The following tips will help you to prevent locksmith scams.

Tip #1: One of the mistakes people make is to wait till they are actually locked out before they start looking frantically for an emergency locksmith. You should have the contact number of a reputable locksmith in your phone, wallet or purse and call them whenever you need them.

Tip #2: While looking for a locksmith service or a key making or safe cracking service, find out if there’s a physical address of the locksmith company on their website or advertisement. Look for their physical address on Google Places or other directory listings as well.

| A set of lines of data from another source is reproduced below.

//! Shard connections
//!
//! Session state machine, per-shard runner task, handshake gating and the manager that
//! owns a process's shards.

mod backoff;
mod config;
mod gate;
mod handle;
mod manager;
mod runner;
mod send_budget;
mod session;

pub use backoff::Backoff;
pub use config::ShardConfig;
pub use gate::{HandshakeGate, ImmediateGate, SpacedGate};
pub use handle::ShardHandle;
pub use manager::ShardManager;
pub use runner::ShardConnection;
pub use send_budget::SendBudget;
pub use session::{CloseDisposition, SessionConfig, ShardAction, ShardSession};
//! Process agent
//!
//! Worker-side end of the IPC channel. It is the shards' [`HandshakeGate`] (every
//! Identify waits for a grant from the parent), answers evaluation requests, forwards
//! shard lifecycle events upward, and proxies broadcast evaluations and REST calls
//! through the parent.

use async_trait::async_trait;
use dashmap::DashMap;
use serde_json::Value;
use shard_common::WorkerEnv;
use shard_core::{Nonce, NonceGenerator};
use shard_gateway::{GatewayError, HandshakeGate, ShardEvent, ShardManager};
use std::sync::{Arc, OnceLock, Weak};
use std::time::Duration;
use tokio::io::AsyncRead;
use tokio::sync::{broadcast, oneshot};
use tokio::task::JoinHandle;

use crate::error::{ClusterError, ClusterResult};
use crate::eval::{EvalContext, Evaluator};
use crate::ipc::{
    ClosePayload, EvalPayload, EvalResult, IpcError, IpcMessage, IpcOp, IpcReader, IpcSender,
    RemoteError, RestPayload, ShardStatePayload,
};
use crate::rest::{RestError, RestOperation};

/// Extra wait on parent round-trips beyond the parent's own per-cluster timeout
const PARENT_REPLY_MARGIN: Duration = Duration::from_secs(2);

/// Worker-side IPC endpoint
pub struct ProcessAgent {
    worker: WorkerEnv,
    sender: IpcSender,
    nonces: NonceGenerator,
    evaluator: Arc<dyn Evaluator>,
    /// Bound on round-trips through the parent, past the parent's own timeout
    request_timeout: Duration,
    manager: OnceLock<Weak<ShardManager>>,

    pending_grants: DashMap<u32, oneshot::Sender<()>>,
    pending_evals: DashMap<Nonce, oneshot::Sender<Vec<EvalResult>>>,
    pending_rest: DashMap<Nonce, oneshot::Sender<RestPayload>>,
}

impl ProcessAgent {
    /// `parent_timeout` is how long the parent waits on each cluster it fans a request
    /// out to; replies are awaited a margin longer so the parent's partial result (with
    /// the timed-out clusters as errors) arrives before this side gives up.
    pub fn new(
        worker: WorkerEnv,
        sender: IpcSender,
        evaluator: Arc<dyn Evaluator>,
        parent_timeout: Duration,
    ) -> Arc<Self> {
        Arc::new(Self {
            worker,
            sender,
            nonces: NonceGenerator::new(worker.cluster_id as u16),
            evaluator,
            request_timeout: parent_timeout + PARENT_REPLY_MARGIN,
            manager: OnceLock::new(),
            pending_grants: DashMap::new(),
            pending_evals: DashMap::new(),
            pending_rest: DashMap::new(),
        })
    }

    /// Give evaluations access to the local shards
    pub fn attach(&self, manager: &Arc<ShardManager>) {
        if self.manager.set(Arc::downgrade(manager)).is_err() {
            tracing::warn!(
                cluster_id = self.worker.cluster_id,
                "Shard manager already attached"
            );
        }
    }

    pub fn worker(&self) -> &WorkerEnv {
        &self.worker
    }

    /// How long a broadcast evaluation or REST call waits for the parent
    pub fn request_timeout(&self) -> Duration {
        self.request_timeout
    }

    /// Tell the parent this worker has bootstrapped
    pub fn ready(&self) -> ClusterResult<()> {
        self.send(IpcMessage::ready(self.worker.cluster_id))
    }

    /// Ask the parent to restart every cluster, this one included
    pub fn respawn_all(&self) -> ClusterResult<()> {
        self.send(IpcMessage::respawn_all())
    }

    /// Evaluate `code` on every cluster (or only the owner of `shard`)
    ///
    /// One entry per cluster that evaluated; remote failures come back as
    /// [`RemoteError`]s.
    pub async fn broadcast_eval(
        &self,
        code: &str,
        shard: Option<u32>,
    ) -> ClusterResult<Vec<Result<Value, RemoteError>>> {
        let nonce = self.nonces.next();
        let payload = EvalPayload::request(nonce, code, shard);
        let message = IpcMessage::with_payload(IpcOp::Eval, &payload)?.as_request();

        let (tx, rx) = oneshot::channel();
        self.pending_evals.insert(nonce, tx);
        let results = self.round_trip(message, rx, || {
            self.pending_evals.remove(&nonce);
        });

        Ok(results
            .await?
            .into_iter()
            .map(Into::into)
            .collect())
    }

    /// Run a REST operation through the parent's proxy
    pub async fn rest(&self, operation: RestOperation) -> ClusterResult<Value> {
        let nonce = self.nonces.next();
        let payload = RestPayload::request(nonce, operation.method(), operation.args());
        let message = IpcMessage::with_payload(IpcOp::RestRequest, &payload)?.as_request();

        let (tx, rx) = oneshot::channel();
        self.pending_rest.insert(nonce, tx);
        let reply = self
            .round_trip(message, rx, || {
                self.pending_rest.remove(&nonce);
            })
            .await?;

        match reply.error {
            Some(error) => Err(RestError::Remote(error).into()),
            None => Ok(reply.result.unwrap_or(Value::Null)),
        }
    }

    async fn round_trip<T>(
        &self,
        message: IpcMessage,
        rx: oneshot::Receiver<T>,
        forget: impl FnOnce(),
    ) -> ClusterResult<T> {
        if let Err(e) = self.send(message) {
            forget();
            return Err(e);
        }
        match tokio::time::timeout(self.request_timeout, rx).await {
            Ok(Ok(reply)) => Ok(reply),
            Ok(Err(_)) => Err(ClusterError::ProcessClosed),
            Err(_) => {
                forget();
                Err(ClusterError::Timeout("parent reply"))
            }
        }
    }

    fn send(&self, message: IpcMessage) -> ClusterResult<()> {
        self.sender
            .send(message.with_cluster(self.worker.cluster_id))
            .map_err(ClusterError::from)
    }

    /// Forward shard lifecycle events to the parent until the bus closes
    pub fn forward_events(
        self: &Arc<Self>,
        mut events: broadcast::Receiver<ShardEvent>,
    ) -> JoinHandle<()> {
        let agent = Arc::clone(self);
        tokio::spawn(async move {
            loop {
                let event = match events.recv().await {
                    Ok(event) => event,
                    Err(broadcast::error::RecvError::Lagged(skipped)) => {
                        tracing::warn!(skipped, "Shard event forwarder lagged");
                        continue;
                    }
                    Err(broadcast::error::RecvError::Closed) => break,
                };

                let message = match event {
                    ShardEvent::StateChanged { shard_id, old, new } => IpcMessage::with_payload(
                        IpcOp::ShardState,
                        &ShardStatePayload {
                            shard_id,
                            old,
                            state: new,
                        },
                    )
                    .map(|m| m.with_shard(shard_id)),
                    ShardEvent::Closed {
                        shard_id,
                        code,
                        reason,
                    } => IpcMessage::with_payload(
                        IpcOp::Close,
                        &ClosePayload {
                            shard_id,
                            code,
                            reason,
                        },
                    )
                    .map(|m| m.with_shard(shard_id)),
                    _ => continue,
                };

                match message {
                    Ok(message) => {
                        if agent.send(message).is_err() {
                            break;
                        }
                    }
                    Err(e) => tracing::warn!(error = %e, "Failed to encode shard event"),
                }
            }
        })
    }

    /// Read parent messages until the channel closes
    pub async fn serve<R>(self: &Arc<Self>, mut reader: IpcReader<R>)
    where
        R: AsyncRead + Unpin,
    {
        let cluster_id = self.worker.cluster_id;
        loop {
            match reader.next().await {
                Ok(Some(message)) => self.handle_message(message),
                Ok(None) => break,
                Err(IpcError::Deserialization(e)) => {
                    tracing::warn!(cluster_id, error = %e, "Ignoring malformed IPC line");
                }
                Err(e) => {
                    tracing::warn!(cluster_id, error = %e, "IPC read failed");
                    break;
                }
            }
        }

        tracing::info!(cluster_id, "Parent channel closed");
        // Dropping the waiters fails every pending round-trip
        self.pending_grants.clear();
        self.pending_evals.clear();
        self.pending_rest.clear();
    }

    fn handle_message(self: &Arc<Self>, message: IpcMessage) {
        let cluster_id = self.worker.cluster_id;
        tracing::trace!(cluster_id, message = %message, "IPC message received");

        match message.op {
            IpcOp::IdentifyRequest => {
                let granted = message
                    .shard
                    .and_then(|shard_id| self.pending_grants.remove(&shard_id));
                match granted {
                    Some((_, waiter)) => {
                        let _ = waiter.send(());
                    }
                    None => {
                        tracing::debug!(cluster_id, shard = ?message.shard, "Unrequested grant");
                    }
                }
            }
            IpcOp::Eval if message.request => match message.payload::<EvalPayload>() {
                Ok(request) => {
                    let agent = Arc::clone(self);
                    tokio::spawn(async move { agent.answer_eval(request).await });
                }
                Err(e) => tracing::warn!(cluster_id, error = %e, "Bad EVAL request"),
            },
            IpcOp::Eval => match message.payload::<EvalPayload>() {
                Ok(reply) => {
                    if let Some((_, waiter)) = self.pending_evals.remove(&reply.nonce) {
                        let _ = waiter.send(reply.results.unwrap_or_default());
                    }
                }
                Err(e) => tracing::warn!(cluster_id, error = %e, "Bad broadcast EVAL reply"),
            },
            IpcOp::RestRequest if !message.request => match message.payload::<RestPayload>() {
                Ok(reply) => {
                    if let Some((_, waiter)) = self.pending_rest.remove(&reply.nonce) {
                        let _ = waiter.send(reply);
                    }
                }
                Err(e) => tracing::warn!(cluster_id, error = %e, "Bad REST reply"),
            },
            op => tracing::debug!(cluster_id, op = %op, "Ignoring IPC message"),
        }
    }

    async fn answer_eval(&self, request: EvalPayload) {
        let nonce = request.nonce;
        let reply = match request.shard {
            Some(shard_id) if !self.worker.spec().contains(shard_id) => {
                EvalPayload::ignored(nonce)
            }
            _ => {
                let code = request.code.unwrap_or_default();
                match self.evaluator.evaluate(&code, &self.context()).await {
                    Ok(value) => EvalPayload::success(nonce, value),
                    Err(e) => {
                        tracing::debug!(code = %code, error = %e, "Evaluation failed");
                        EvalPayload::failure(nonce, e.to_remote())
                    }
                }
            }
        };

        let sent = IpcMessage::with_payload(IpcOp::Eval, &reply)
            .map_err(ClusterError::from)
            .and_then(|message| self.send(message));
        if let Err(e) = sent {
            tracing::warn!(nonce = %nonce, error = %e, "Failed to send EVAL reply");
        }
    }

    fn context(&self) -> EvalContext {
        let shards = self
            .manager
            .get()
            .and_then(Weak::upgrade)
            .map(|manager| manager.states())
            .unwrap_or_default();
        EvalContext {
            worker: self.worker,
            shards,
        }
    }
}

#[async_trait]
impl HandshakeGate for ProcessAgent {
    async fn acquire(&self, shard_id: u32) -> Result<(), GatewayError> {
        let (tx, rx) = oneshot::channel();
        self.pending_grants.insert(shard_id, tx);

        let request = IpcMessage::identify_request(shard_id).as_request();
        if let Err(e) = self.send(request) {
            self.pending_grants.remove(&shard_id);
            return Err(GatewayError::HandshakeDenied(e.to_string()));
        }

        tracing::debug!(
            cluster_id = self.worker.cluster_id,
            shard_id,
            "Waiting for handshake grant"
        );
        rx.await
            .map_err(|_| GatewayError::HandshakeDenied(ClusterError::ProcessClosed.to_string()))
    }
}
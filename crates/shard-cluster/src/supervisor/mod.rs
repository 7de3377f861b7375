//! Worker process supervision (parent side)

mod launcher;
mod process_supervisor;

pub use launcher::{CommandLauncher, WorkerControl, WorkerLauncher, WorkerProcess};
pub use process_supervisor::{Inbound, ProcessStatus, ProcessSupervisor, SupervisorConfig};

Tip #3: Call the locksmith and ask a few simple questions, such as, where are their technicians based, and they licensed? If so, can they show a copy of the license upon arriving at your location. What is the registered name of their business? Now, if they answer your questions confidently, without getting irritated or sounding nervous, then you can ask them for a cost estimate. Otherwise, if you don’t get god vibes from them, end the call immediately.

Tip #4: When you call a locksmith, you want to hear them answer the phone with their business name, not with something as generic as “locksmith service”.

Tip #5: Make it very clear to the dispatcher that you expect the technician to show his certification and ID to you when he arrives at your location. Also ask for a written estimate of the cost prior to the service.

Tip #6: Any locksmith service you hire should be upfront about the cost. They shouldn’t add extra charges later, such as for mileage, emergency hours or service calls, without telling you about it before getting started.

Tip #7: A written estimate is a must and non-negotiable. If the on-site estimate does not match the estimate given on the phone, just say no to the locksmith and don’t allow him to get started.

Tip #8: Make it a point to check the locksmith’s vehicle and to note down the license number. Ask to see their professional license.

Tip #9: Be very suspicious when the locksmith says that the lock needs to be drilled out. Any decent residential or commercial locksmith should have the tools and skills to unlock any door.

Tip #10: Refuse to pay until you’re satisfied with the locksmith’s work.